Most tutorials only show you problems that work out nicely, which leaves you unprepared for the many real problems that do not. The Forest Fires dataset is honest about a truth every practitioner eventually meets: not every question can be answered with the data on hand. The burned area of a fire depends on detection speed, response time, terrain, and luck, none of which are in these columns, so even a careful, correct pipeline cannot predict it.

Recognizing this is a genuine skill. It means you can tell the difference between a model that needs more tuning and a problem that needs more data, and you can report a near-zero result with the evidence to back it up rather than chasing a fake success. That judgment, knowing when a model is worth shipping and when it is not, is what separates a practitioner from someone who only knows how to call .fit().


Next Steps

You have now completed the Model Optimization module: feature engineering, model selection, cross-validation, regularization, going beyond linear models, and this capstone project. Everything so far has been supervised learning, where the data came with answers attached. Next, you will explore what happens when there are no labels at all.
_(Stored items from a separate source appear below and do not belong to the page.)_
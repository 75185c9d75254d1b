//! Configuration management for the knight's tour solver

pub mod settings;

pub use settings::{
    BoardConfig, CliOverrides, OutputConfig, OutputFormat, SearchConfig, Settings, Strategy,
};
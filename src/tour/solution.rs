//! Search outcome representation

use crate::board::{Board, Cell};
use crate::config::Strategy;
use crate::mip::ModelStatistics;
use crate::sat::EncodingStatistics;
use crate::search::SearchStatistics;
use serde::{Deserialize, Serialize};
use std::fmt;
use std::time::Duration;

/// The outcome of one search: a full tour, or an empty one on failure
#[derive(Debug, Clone, Serialize, Deserialize)]
pub struct TourSolution {
    pub strategy: Strategy,
    pub width: usize,
    pub height: usize,
    pub start: Cell,
    /// Cell reported by the strategy alongside the tour
    pub end: Cell,
    pub tour: Vec<Cell>,
    #[serde(skip)]
    pub solve_time: Duration,
    #[serde(skip)]
    pub statistics: Option<StrategyStatistics>,
}

/// Counters reported by whichever strategy ran
#[derive(Debug, Clone)]
pub enum StrategyStatistics {
    Search(SearchStatistics),
    Encoding(EncodingStatistics),
    Model(ModelStatistics),
}

/// Compact one-line view of a solution
#[derive(Debug, Clone, Serialize, Deserialize)]
pub struct SolutionSummary {
    pub strategy: Strategy,
    pub board: String,
    pub start: Cell,
    pub found: bool,
    pub length: usize,
    pub solve_time_ms: u128,
}

impl TourSolution {
    pub fn new(
        strategy: Strategy,
        board: Board,
        start: Cell,
        (end, tour): (Cell, Vec<Cell>),
        solve_time: Duration,
    ) -> Self {
        Self {
            strategy,
            width: board.width(),
            height: board.height(),
            start,
            end,
            tour,
            solve_time,
            statistics: None,
        }
    }

    pub fn with_statistics(mut self, statistics: StrategyStatistics) -> Self {
        self.statistics = Some(statistics);
        self
    }

    /// Whether a tour was found
    pub fn is_found(&self) -> bool {
        !self.tour.is_empty()
    }

    /// Step number at which each cell is visited, row-major, `None` if never
    pub fn step_grid(&self) -> Vec<Vec<Option<usize>>> {
        let mut grid = vec![vec![None; self.width]; self.height];
        for (step, cell) in self.tour.iter().enumerate() {
            if let Some(slot) = grid.get_mut(cell.row).and_then(|row| row.get_mut(cell.col)) {
                *slot = Some(step);
            }
        }
        grid
    }

    pub fn summary(&self) -> SolutionSummary {
        SolutionSummary {
            strategy: self.strategy,
            board: format!("{}x{}", self.width, self.height),
            start: self.start,
            found: self.is_found(),
            length: self.tour.len(),
            solve_time_ms: self.solve_time.as_millis(),
        }
    }

    pub fn to_json(&self) -> serde_json::Result<String> {
        serde_json::to_string_pretty(self)
    }
}

impl fmt::Display for SolutionSummary {
    fn fmt(&self, f: &mut fmt::Formatter<'_>) -> fmt::Result {
        let outcome = if self.found {
            format!("{} cells", self.length)
        } else {
            "no tour".to_string()
        };
        write!(
            f,
            "{} on {} from {}: {} in {} ms",
            self.strategy, self.board, self.start, outcome, self.solve_time_ms
        )
    }
}

impl fmt::Display for StrategyStatistics {
    fn fmt(&self, f: &mut fmt::Formatter<'_>) -> fmt::Result {
        match self {
            StrategyStatistics::Search(stats) => stats.fmt(f),
            StrategyStatistics::Encoding(stats) => stats.fmt(f),
            StrategyStatistics::Model(stats) => stats.fmt(f),
        }
    }
}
Continue to the Next Module - Unsupervised Learning

Move beyond labeled data and learn to find hidden structure with clustering and dimensionality reduction.

Back to Module Overview

Return to the Model Optimization module overview to review any lesson.


Keep Building Your Skills

You finished this module with a project that did not produce a winning model, and that is exactly why it was worth doing. The techniques you practiced here, transforming targets, comparing models fairly, validating with cross-validation, and reading the results honestly, are the same ones you will use on every future problem, including the ones that do work out. The mark of a strong data scientist is not a folder of high scores; it is sound judgment about what the data can and cannot tell you. Carry that judgment forward into the next module.